Source material
---
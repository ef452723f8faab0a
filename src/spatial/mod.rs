//! Spatial indexing for O(log n) hit testing.
//!
//! This module provides an R-tree index over entity positions for
//! pointer picking and rectangle selection.

mod rtree;

pub use rtree::{DEFAULT_PICK_RADIUS, EntityPoint, SpatialIndex};
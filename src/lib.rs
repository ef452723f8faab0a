//! Force Graph - WASM Module
//!
//! Force-directed graph layout over an entity/component data store. Nodes and
//! edges are plain integer entities whose data lives in dense per-component
//! arrays; a four-pass physics step (repulsion, gravity, springs,
//! integration) advances positions once per tick. The module is compiled to
//! WebAssembly and exposes a JavaScript-friendly API via wasm-bindgen.
//!
//! # Architecture
//!
//! - `ecs`: Entity registry, component stores and the `World` aggregate
//! - `physics`: Force configuration, the physics step and `Simulation`
//! - `graph`: petgraph bridge for loading graphs and topology queries
//! - `spatial`: R-tree spatial indexing for pointer hit testing
//!
//! Rendering, pointer handling and the frame loop live on the JavaScript
//! side. They read the zero-copy buffer views and call `step` once per frame.

use js_sys::Float32Array;
use wasm_bindgen::prelude::*;

pub mod ecs;
pub mod error;
pub mod graph;
pub mod physics;
pub mod spatial;

use ecs::{DEFAULT_CAPACITY, Entity, World};
use graph::Topology;
use physics::{ForceConfig, ForceConfigPatch, Simulation};
use spatial::SpatialIndex;

/// Initialize the WASM module.
#[wasm_bindgen(start)]
pub fn init() {
    console_error_panic_hook::set_once();
    web_sys::console::debug_1(&JsValue::from_str("force-graph-wasm initialized"));
}

/// Main entry point for the force graph.
///
/// Wraps a `Simulation` and a spatial index and exposes them to JavaScript.
#[wasm_bindgen]
pub struct ForceGraphWasm {
    sim: Simulation,
    spatial: SpatialIndex,
}

#[wasm_bindgen]
impl ForceGraphWasm {
    /// Create an empty world sized for 100,000 entities, with default forces.
    #[wasm_bindgen(constructor)]
    pub fn new() -> Result<ForceGraphWasm, JsError> {
        Self::with_capacity(DEFAULT_CAPACITY)
    }

    /// Create an empty world whose stores hold `capacity` entity ids.
    #[wasm_bindgen(js_name = withCapacity)]
    pub fn with_capacity(capacity: usize) -> Result<ForceGraphWasm, JsError> {
        Ok(Self {
            sim: Simulation::new(World::with_capacity(capacity), ForceConfig::default())?,
            spatial: SpatialIndex::new(),
        })
    }

    // =========================================================================
    // Entity Registry
    // =========================================================================

    /// Issue a new entity id with no components.
    #[wasm_bindgen(js_name = createEntity)]
    pub fn create_entity(&mut self) -> Result<u32, JsError> {
        Ok(self.world_mut().spawn()?.raw())
    }

    /// Mark an entity as no longer live. Components are left in place.
    ///
    /// Returns false if the entity was unknown or already destroyed.
    #[wasm_bindgen(js_name = destroyEntity)]
    pub fn destroy_entity(&mut self, entity: u32) -> bool {
        self.world_mut().despawn(Entity(entity))
    }

    /// Live entity ids in creation order.
    #[wasm_bindgen(js_name = liveEntities)]
    pub fn live_entities(&self) -> Vec<u32> {
        self.world().entities.live().map(Entity::raw).collect()
    }

    /// Number of live entities.
    #[wasm_bindgen(js_name = liveCount)]
    pub fn live_count(&self) -> u32 {
        self.world().entities.live_count() as u32
    }

    /// Create a node entity with Position and a zero Velocity.
    #[wasm_bindgen(js_name = addNode)]
    pub fn add_node(&mut self, x: f32, y: f32) -> Result<u32, JsError> {
        Ok(self.world_mut().spawn_node(x, y)?.raw())
    }

    /// Create an edge entity connecting two node entities.
    #[wasm_bindgen(js_name = connect)]
    pub fn connect(&mut self, source: u32, target: u32) -> Result<u32, JsError> {
        Ok(self
            .world_mut()
            .spawn_edge(Entity(source), Entity(target))?
            .raw())
    }

    // =========================================================================
    // Component Stores
    // =========================================================================

    #[wasm_bindgen(js_name = addPosition)]
    pub fn add_position(&mut self, entity: u32, x: f32, y: f32) -> Result<(), JsError> {
        Ok(self.world_mut().position.add(Entity(entity), x, y)?)
    }

    #[wasm_bindgen(js_name = removePosition)]
    pub fn remove_position(&mut self, entity: u32) -> bool {
        self.world_mut().position.remove(Entity(entity))
    }

    #[wasm_bindgen(js_name = hasPosition)]
    pub fn has_position(&self, entity: u32) -> bool {
        self.world().position.has(Entity(entity))
    }

    #[wasm_bindgen(js_name = addVelocity)]
    pub fn add_velocity(&mut self, entity: u32, x: f32, y: f32) -> Result<(), JsError> {
        Ok(self.world_mut().velocity.add(Entity(entity), x, y)?)
    }

    #[wasm_bindgen(js_name = removeVelocity)]
    pub fn remove_velocity(&mut self, entity: u32) -> bool {
        self.world_mut().velocity.remove(Entity(entity))
    }

    #[wasm_bindgen(js_name = hasVelocity)]
    pub fn has_velocity(&self, entity: u32) -> bool {
        self.world().velocity.has(Entity(entity))
    }

    #[wasm_bindgen(js_name = addEdge)]
    pub fn add_edge(&mut self, edge: u32, source: u32, target: u32) -> Result<(), JsError> {
        Ok(self
            .world_mut()
            .edge
            .add(Entity(edge), Entity(source), Entity(target))?)
    }

    #[wasm_bindgen(js_name = removeEdge)]
    pub fn remove_edge(&mut self, edge: u32) -> bool {
        self.world_mut().edge.remove(Entity(edge))
    }

    #[wasm_bindgen(js_name = hasEdge)]
    pub fn has_edge(&self, edge: u32) -> bool {
        self.world().edge.has(Entity(edge))
    }

    /// Get an edge's [source, target], or None if it has no Edge component.
    #[wasm_bindgen(js_name = getEdgeEndpoints)]
    pub fn get_edge_endpoints(&self, edge: u32) -> Option<Vec<u32>> {
        self.world()
            .edge
            .endpoints(Entity(edge))
            .map(|(s, t)| vec![s.raw(), t.raw()])
    }

    // =========================================================================
    // Interaction
    // =========================================================================

    /// Pin an entity (exclude it from force application and integration).
    #[wasm_bindgen(js_name = pinEntity)]
    pub fn pin_entity(&mut self, entity: u32) -> Result<(), JsError> {
        Ok(self.world_mut().pin(Entity(entity))?)
    }

    /// Unpin an entity.
    #[wasm_bindgen(js_name = unpinEntity)]
    pub fn unpin_entity(&mut self, entity: u32) -> bool {
        self.world_mut().unpin(Entity(entity))
    }

    #[wasm_bindgen(js_name = isPinned)]
    pub fn is_pinned(&self, entity: u32) -> bool {
        self.world().is_pinned(Entity(entity))
    }

    /// Overwrite an entity's position, e.g. while it is dragged.
    #[wasm_bindgen(js_name = setPosition)]
    pub fn set_position(&mut self, entity: u32, x: f32, y: f32) -> Result<(), JsError> {
        Ok(self.world_mut().set_position(Entity(entity), x, y)?)
    }

    /// Overwrite an entity's velocity.
    #[wasm_bindgen(js_name = setVelocity)]
    pub fn set_velocity(&mut self, entity: u32, x: f32, y: f32) -> Result<(), JsError> {
        Ok(self.world_mut().set_velocity(Entity(entity), x, y)?)
    }

    #[wasm_bindgen(js_name = getX)]
    pub fn get_x(&self, entity: u32) -> Option<f32> {
        self.world().position.get(Entity(entity)).map(|(x, _)| x)
    }

    #[wasm_bindgen(js_name = getY)]
    pub fn get_y(&self, entity: u32) -> Option<f32> {
        self.world().position.get(Entity(entity)).map(|(_, y)| y)
    }

    // =========================================================================
    // Simulation
    // =========================================================================

    /// Advance the layout by `elapsed` milliseconds.
    pub fn step(&mut self, elapsed: f32) -> Result<(), JsError> {
        Ok(self.sim.step(elapsed)?)
    }

    /// Update the force configuration from a (possibly partial) JS object.
    ///
    /// Missing fields keep their current values, including a center set with
    /// `setCenter`. Invalid values are rejected and the previous
    /// configuration stays in effect.
    #[wasm_bindgen(js_name = setConfig)]
    pub fn set_config(&mut self, patch: JsValue) -> Result<(), JsError> {
        let patch: ForceConfigPatch = serde_wasm_bindgen::from_value(patch)?;
        let config = self.sim.config().merged(&patch);
        Ok(self.sim.set_config(config)?)
    }

    /// Get the current force configuration as a JS object.
    #[wasm_bindgen(js_name = getConfig)]
    pub fn get_config(&self) -> Result<JsValue, JsError> {
        Ok(serde_wasm_bindgen::to_value(self.sim.config())?)
    }

    /// Set the gravity target, usually the viewport center.
    #[wasm_bindgen(js_name = setCenter)]
    pub fn set_center(&mut self, x: f32, y: f32) -> Result<(), JsError> {
        let config = ForceConfig {
            center_x: x,
            center_y: y,
            ..*self.sim.config()
        };
        Ok(self.sim.set_config(config)?)
    }

    // =========================================================================
    // Buffer Access (Zero-Copy)
    // =========================================================================

    /// Get a zero-copy view of X positions, indexed by entity id.
    ///
    /// # Safety
    ///
    /// The returned view is invalidated if any Rust allocation occurs.
    /// Use immediately for rendering, do not store.
    #[wasm_bindgen(js_name = getPositionsXView)]
    pub fn get_positions_x_view(&self) -> Float32Array {
        unsafe { Float32Array::view(self.world().position.xs()) }
    }

    /// Get a zero-copy view of Y positions, indexed by entity id.
    #[wasm_bindgen(js_name = getPositionsYView)]
    pub fn get_positions_y_view(&self) -> Float32Array {
        unsafe { Float32Array::view(self.world().position.ys()) }
    }

    /// Get a zero-copy view of X velocities.
    #[wasm_bindgen(js_name = getVelocitiesXView)]
    pub fn get_velocities_x_view(&self) -> Float32Array {
        unsafe { Float32Array::view(self.world().velocity.xs()) }
    }

    /// Get a zero-copy view of Y velocities.
    #[wasm_bindgen(js_name = getVelocitiesYView)]
    pub fn get_velocities_y_view(&self) -> Float32Array {
        unsafe { Float32Array::view(self.world().velocity.ys()) }
    }

    /// Get a zero-copy view of the last repulsion force X per entity.
    ///
    /// Slots without a recorded force read as zero.
    #[wasm_bindgen(js_name = getRepulsionXView)]
    pub fn get_repulsion_x_view(&self) -> Float32Array {
        unsafe { Float32Array::view(self.world().debug_repulsion.fxs()) }
    }

    #[wasm_bindgen(js_name = getRepulsionYView)]
    pub fn get_repulsion_y_view(&self) -> Float32Array {
        unsafe { Float32Array::view(self.world().debug_repulsion.fys()) }
    }

    /// Get a zero-copy view of spring force X, indexed by edge entity.
    #[wasm_bindgen(js_name = getSpringXView)]
    pub fn get_spring_x_view(&self) -> Float32Array {
        unsafe { Float32Array::view(self.world().debug_spring.fxs()) }
    }

    #[wasm_bindgen(js_name = getSpringYView)]
    pub fn get_spring_y_view(&self) -> Float32Array {
        unsafe { Float32Array::view(self.world().debug_spring.fys()) }
    }

    #[wasm_bindgen(js_name = getGravityXView)]
    pub fn get_gravity_x_view(&self) -> Float32Array {
        unsafe { Float32Array::view(self.world().debug_gravity.fxs()) }
    }

    #[wasm_bindgen(js_name = getGravityYView)]
    pub fn get_gravity_y_view(&self) -> Float32Array {
        unsafe { Float32Array::view(self.world().debug_gravity.fys()) }
    }

    /// Get a recorded repulsion sample as [source, target, fx, fy].
    #[wasm_bindgen(js_name = getRepulsionSample)]
    pub fn get_repulsion_sample(&self, entity: u32) -> Option<Vec<f32>> {
        self.world()
            .debug_repulsion
            .get(Entity(entity))
            .map(|s| vec![s.source.raw() as f32, s.target.raw() as f32, s.fx, s.fy])
    }

    /// Length of every store buffer (the world capacity).
    #[wasm_bindgen(js_name = bufferLen)]
    pub fn buffer_len(&self) -> usize {
        self.world().capacity()
    }

    // =========================================================================
    // Spatial Queries
    // =========================================================================

    /// Rebuild the spatial index from current positions.
    ///
    /// Call after stepping or dragging, before hit testing.
    #[wasm_bindgen(js_name = rebuildSpatialIndex)]
    pub fn rebuild_spatial_index(&mut self) {
        self.spatial.rebuild(self.sim.world());
    }

    /// Find the nearest entity within `radius` of a world-space point.
    #[wasm_bindgen(js_name = findEntityAt)]
    pub fn find_entity_at(&self, x: f32, y: f32, radius: f32) -> Option<u32> {
        self.spatial.pick(x, y, radius).map(Entity::raw)
    }

    /// Find all entities within a rectangular region.
    #[wasm_bindgen(js_name = findEntitiesInRect)]
    pub fn find_entities_in_rect(&self, min_x: f32, min_y: f32, max_x: f32, max_y: f32) -> Vec<u32> {
        self.spatial
            .in_rect(min_x, min_y, max_x, max_y)
            .into_iter()
            .map(Entity::raw)
            .collect()
    }

    // =========================================================================
    // Graph Utilities
    // =========================================================================

    /// Node entities connected to `entity` by an edge in either direction.
    #[wasm_bindgen(js_name = getNeighbors)]
    pub fn get_neighbors(&self, entity: u32) -> Vec<u32> {
        Topology::from_world(self.world())
            .neighbors(Entity(entity))
            .into_iter()
            .map(Entity::raw)
            .collect()
    }

    /// Get the bounding box of all live positioned entities.
    ///
    /// Returns [min_x, min_y, max_x, max_y], or None if nothing is positioned.
    #[wasm_bindgen(js_name = getBounds)]
    pub fn get_bounds(&self) -> Option<Vec<f32>> {
        self.world()
            .bounds()
            .map(|(min_x, min_y, max_x, max_y)| vec![min_x, min_y, max_x, max_y])
    }
}

impl ForceGraphWasm {
    fn world(&self) -> &World {
        self.sim.world()
    }

    fn world_mut(&mut self) -> &mut World {
        self.sim.world_mut()
    }
}
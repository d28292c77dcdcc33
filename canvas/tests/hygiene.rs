//! Hygiene — enforces coding standards at test time.
//!
//! Scans the engine's production sources for antipatterns. Every pattern has
//! a budget of zero; the budget never grows.

use std::fs;
use std::path::Path;

/// (pattern, what it costs us)
const BANNED: &[(&str, &str)] = &[
    (".unwrap()", "panics in production code"),
    (".expect(", "panics in production code"),
    ("panic!(", "panics in production code"),
    ("unreachable!(", "panics in production code"),
    ("todo!(", "unfinished stub"),
    ("unimplemented!(", "unfinished stub"),
    ("let _ =", "silently discards a result"),
    (".ok()", "silently discards an error"),
    ("#[allow(dead_code)]", "hides unused code"),
];

fn production_sources(dir: &Path, out: &mut Vec<(String, String)>) {
    let Ok(entries) = fs::read_dir(dir) else {
        return;
    };
    for entry in entries.flatten() {
        let path = entry.path();
        if path.is_dir() {
            production_sources(&path, out);
        } else if path.extension().is_some_and(|e| e == "rs") {
            let path_str = path.to_string_lossy().to_string();
            if path_str.ends_with("_test.rs") {
                continue;
            }
            if let Ok(content) = fs::read_to_string(&path) {
                out.push((path_str, content));
            }
        }
    }
}

#[test]
fn production_code_stays_within_budgets() {
    let mut files = Vec::new();
    production_sources(Path::new("src"), &mut files);
    assert!(!files.is_empty(), "no production sources found under src/");

    let mut violations = Vec::new();
    for (pattern, why) in BANNED {
        for (path, content) in &files {
            for (idx, line) in content.lines().enumerate() {
                if line.contains(pattern) {
                    violations.push(format!("{path}:{} `{pattern}` — {why}", idx + 1));
                }
            }
        }
    }

    assert!(
        violations.is_empty(),
        "hygiene violations (budget is zero):\n{}",
        violations.join("\n")
    );
}
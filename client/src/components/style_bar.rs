//! Stroke and fill styling controls for the shared session style.
//!
//! Edits write through to [`UiState::style`]; the canvas host mirrors the
//! signal into the session, so a change restyles the whole drawing on the
//! next repaint.

use leptos::prelude::*;
use wasm_bindgen::JsCast;

use crate::state::ui::UiState;

fn input_value(ev: &leptos::ev::Event) -> Option<String> {
    ev.target()
        .and_then(|t| t.dyn_into::<web_sys::HtmlInputElement>().ok())
        .map(|input| input.value())
}

/// Stroke color, fill color, and stroke width inputs.
#[component]
pub fn StyleBar() -> impl IntoView {
    let ui = expect_context::<RwSignal<UiState>>();

    let on_stroke_color = move |ev: leptos::ev::Event| {
        if let Some(value) = input_value(&ev) {
            ui.update(|u| u.style.stroke_color = value);
        }
    };

    let on_fill_color = move |ev: leptos::ev::Event| {
        if let Some(value) = input_value(&ev) {
            ui.update(|u| u.style.fill_color = value);
        }
    };

    let on_stroke_width = move |ev: leptos::ev::Event| {
        let Some(value) = input_value(&ev) else {
            return;
        };
        if let Ok(width) = value.parse::<f64>() {
            ui.update(|u| u.style.stroke_width = width);
        }
    };

    view! {
        <div class="style-bar">
            <label class="style-bar__field">
                "Stroke"
                <input
                    type="color"
                    prop:value=move || ui.get().style.stroke_color
                    on:change=on_stroke_color
                />
            </label>
            <label class="style-bar__field">
                "Fill"
                <input
                    type="color"
                    prop:value=move || ui.get().style.fill_color
                    on:change=on_fill_color
                />
            </label>
            <label class="style-bar__field">
                "Width"
                <input
                    type="number"
                    min="1"
                    max="50"
                    prop:value=move || ui.get().style.stroke_width.to_string()
                    on:input=on_stroke_width
                />
            </label>
        </div>
    }
}
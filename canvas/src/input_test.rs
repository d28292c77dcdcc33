use super::*;

fn pt(x: f64, y: f64) -> Point {
    Point::new(x, y)
}

// =============================================================
// Tool basics
// =============================================================

#[test]
fn tool_default_is_select() {
    assert_eq!(Tool::default(), Tool::Select);
}

#[test]
fn tool_draws_for_every_shape_tool() {
    assert!(!Tool::Select.draws());
    assert!(Tool::Pen.draws());
    assert!(Tool::Rectangle.draws());
    assert!(Tool::Circle.draws());
    assert!(Tool::Line.draws());
}

#[test]
fn tool_serde_lowercase() {
    assert_eq!(serde_json::to_string(&Tool::Rectangle).unwrap(), "\"rectangle\"");
    let back: Tool = serde_json::from_str("\"pen\"").unwrap();
    assert_eq!(back, Tool::Pen);
}

// =============================================================
// Tool::from_name
// =============================================================

#[test]
fn from_name_parses_all_tools() {
    let cases = [
        ("select", Tool::Select),
        ("pen", Tool::Pen),
        ("rectangle", Tool::Rectangle),
        ("circle", Tool::Circle),
        ("line", Tool::Line),
    ];
    for (name, expected) in cases {
        assert_eq!(Tool::from_name(name), Some(expected));
    }
}

#[test]
fn from_name_unknown_is_none() {
    assert_eq!(Tool::from_name("eraser"), None);
    assert_eq!(Tool::from_name(""), None);
    assert_eq!(Tool::from_name("Rectangle"), None);
}

// =============================================================
// Tool::begin_shape
// =============================================================

#[test]
fn begin_shape_select_is_none() {
    assert!(Tool::Select.begin_shape(pt(5.0, 5.0)).is_none());
}

#[test]
fn begin_shape_pen_starts_with_origin_point() {
    let shape = Tool::Pen.begin_shape(pt(2.0, 3.0)).unwrap();
    assert_eq!(shape, Shape::Path { points: vec![pt(2.0, 3.0)], closed: false });
}

#[test]
fn begin_shape_anchors_coincide_at_origin() {
    for tool in [Tool::Rectangle, Tool::Circle, Tool::Line] {
        let shape = tool.begin_shape(pt(8.0, 9.0)).unwrap();
        match shape {
            Shape::Rectangle { start, end } | Shape::Circle { start, end } | Shape::Line { start, end } => {
                assert_eq!(start, pt(8.0, 9.0));
                assert_eq!(end, pt(8.0, 9.0));
            }
            Shape::Path { .. } => panic!("unexpected path from {tool:?}"),
        }
    }
}

#[test]
fn begin_shape_variant_matches_tool() {
    assert_eq!(Tool::Rectangle.begin_shape(pt(0.0, 0.0)).unwrap().label(), "rectangle");
    assert_eq!(Tool::Circle.begin_shape(pt(0.0, 0.0)).unwrap().label(), "circle");
    assert_eq!(Tool::Line.begin_shape(pt(0.0, 0.0)).unwrap().label(), "line");
    assert_eq!(Tool::Pen.begin_shape(pt(0.0, 0.0)).unwrap().label(), "path");
}

// =============================================================
// Gesture
// =============================================================

#[test]
fn gesture_default_is_idle() {
    assert!(!Gesture::default().is_drawing());
}

#[test]
fn gesture_drawing_reports_drawing_with_or_without_shape() {
    let with_shape = Gesture::Drawing { active: Tool::Line.begin_shape(pt(0.0, 0.0)) };
    let without_shape = Gesture::Drawing { active: None };
    assert!(with_shape.is_drawing());
    assert!(without_shape.is_drawing());
}
use super::*;

// =============================================================
// Defaults
// =============================================================

#[test]
fn default_has_no_layers_and_no_highlight() {
    let state = LayersState::default();
    assert!(state.is_empty());
    assert_eq!(state.len(), 0);
    assert_eq!(state.active(), None);
}

// =============================================================
// add_layer
// =============================================================

#[test]
fn add_layer_names_entries_in_sequence() {
    let mut state = LayersState::default();
    for _ in 0..4 {
        state.add_layer();
    }
    let names: Vec<&str> = state.layers().iter().map(|l| l.name.as_str()).collect();
    assert_eq!(names, ["Layer 1", "Layer 2", "Layer 3", "Layer 4"]);
}

#[test]
fn add_layer_returns_the_new_index() {
    let mut state = LayersState::default();
    assert_eq!(state.add_layer(), 0);
    assert_eq!(state.add_layer(), 1);
    assert_eq!(state.add_layer(), 2);
}

#[test]
fn add_layer_does_not_move_the_highlight() {
    let mut state = LayersState::default();
    state.add_layer();
    state.set_active(0);
    state.add_layer();
    assert_eq!(state.active(), Some(0));
}

// =============================================================
// set_active
// =============================================================

#[test]
fn set_active_highlights_exactly_one_entry() {
    let mut state = LayersState::default();
    for _ in 0..3 {
        state.add_layer();
    }
    state.set_active(1);

    let highlighted: Vec<usize> = (0..state.len()).filter(|&i| state.is_active(i)).collect();
    assert_eq!(highlighted, [1]);
}

#[test]
fn set_active_switches_exclusively() {
    let mut state = LayersState::default();
    for _ in 0..3 {
        state.add_layer();
    }
    state.set_active(0);
    state.set_active(2);
    assert!(!state.is_active(0));
    assert!(state.is_active(2));
    assert_eq!(state.active(), Some(2));
}

#[test]
fn set_active_out_of_range_is_ignored() {
    let mut state = LayersState::default();
    state.add_layer();
    state.set_active(5);
    assert_eq!(state.active(), None);

    state.set_active(0);
    state.set_active(99);
    assert_eq!(state.active(), Some(0));
}

#[test]
fn is_active_false_for_every_entry_before_selection() {
    let mut state = LayersState::default();
    for _ in 0..3 {
        state.add_layer();
    }
    assert!((0..state.len()).all(|i| !state.is_active(i)));
}
//! Cosmetic layer panel: an add-layer control and a single-select list.
//!
//! The list is presentational only — entries never bind to shapes or affect
//! rendering.

use leptos::prelude::*;

use crate::state::layers::LayersState;

/// Right sidebar listing layer entries with an exclusive highlight.
#[component]
pub fn LayerPanel() -> impl IntoView {
    let layers = expect_context::<RwSignal<LayersState>>();

    let on_add = move |_ev: leptos::ev::MouseEvent| {
        layers.update(|l| {
            l.add_layer();
        });
    };

    view! {
        <aside class="layer-panel">
            <div class="layer-panel__header">
                <span>"Layers"</span>
                <button class="layer-panel__add" on:click=on_add>
                    "+ Add layer"
                </button>
            </div>
            <div class="layer-panel__list">
                {move || {
                    let state = layers.get();
                    state
                        .layers()
                        .iter()
                        .enumerate()
                        .map(|(index, layer)| {
                            let name = layer.name.clone();
                            let is_active = state.is_active(index);
                            let on_select = move |_ev: leptos::ev::MouseEvent| {
                                layers.update(|l| l.set_active(index));
                            };
                            view! {
                                <button
                                    class="layer-panel__item"
                                    class:layer-panel__item--active=is_active
                                    on:click=on_select
                                >
                                    {name}
                                </button>
                            }
                        })
                        .collect::<Vec<_>>()
                }}
            </div>
        </aside>
    }
}
//! Cosmetic layer list for the side panel.
//!
//! DESIGN
//! ======
//! The layer list is purely presentational: entries are named placeholders
//! with a single-select highlight and no binding to shapes, tools, or
//! rendering. Keeping it as plain state makes the panel trivially testable.

#[cfg(test)]
#[path = "layers_test.rs"]
mod layers_test;

/// A named entry in the layer panel.
#[derive(Clone, Debug, PartialEq, Eq)]
pub struct Layer {
    pub name: String,
}

/// Ordered layer entries with at most one holding the active highlight.
#[derive(Clone, Debug, Default, PartialEq)]
pub struct LayersState {
    layers: Vec<Layer>,
    active: Option<usize>,
}

impl LayersState {
    /// Append a new entry named `Layer N` (N = current count + 1) and return
    /// its index. Adding does not move the highlight.
    pub fn add_layer(&mut self) -> usize {
        let index = self.layers.len();
        let ordinal = index + 1;
        self.layers.push(Layer { name: format!("Layer {ordinal}") });
        index
    }

    /// Move the exclusive highlight to `index`. Out-of-range indices are
    /// ignored.
    pub fn set_active(&mut self, index: usize) {
        if index < self.layers.len() {
            self.active = Some(index);
        }
    }

    /// Index of the highlighted entry, if any.
    #[must_use]
    pub fn active(&self) -> Option<usize> {
        self.active
    }

    /// Whether the entry at `index` holds the highlight.
    #[must_use]
    pub fn is_active(&self, index: usize) -> bool {
        self.active == Some(index)
    }

    /// All entries in insertion order.
    #[must_use]
    pub fn layers(&self) -> &[Layer] {
        &self.layers
    }

    /// Number of entries.
    #[must_use]
    pub fn len(&self) -> usize {
        self.layers.len()
    }

    /// Returns `true` if no layers have been added.
    #[must_use]
    pub fn is_empty(&self) -> bool {
        self.layers.is_empty()
    }
}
---
Exercise directions
Pull every line containing "prop" from the entries above and copy it.

Solution to the problem
                    prop:value=move || ui.get().style.stroke_color
                    prop:value=move || ui.get().style.fill_color
                    prop:value=move || ui.get().style.stroke_width.to_string()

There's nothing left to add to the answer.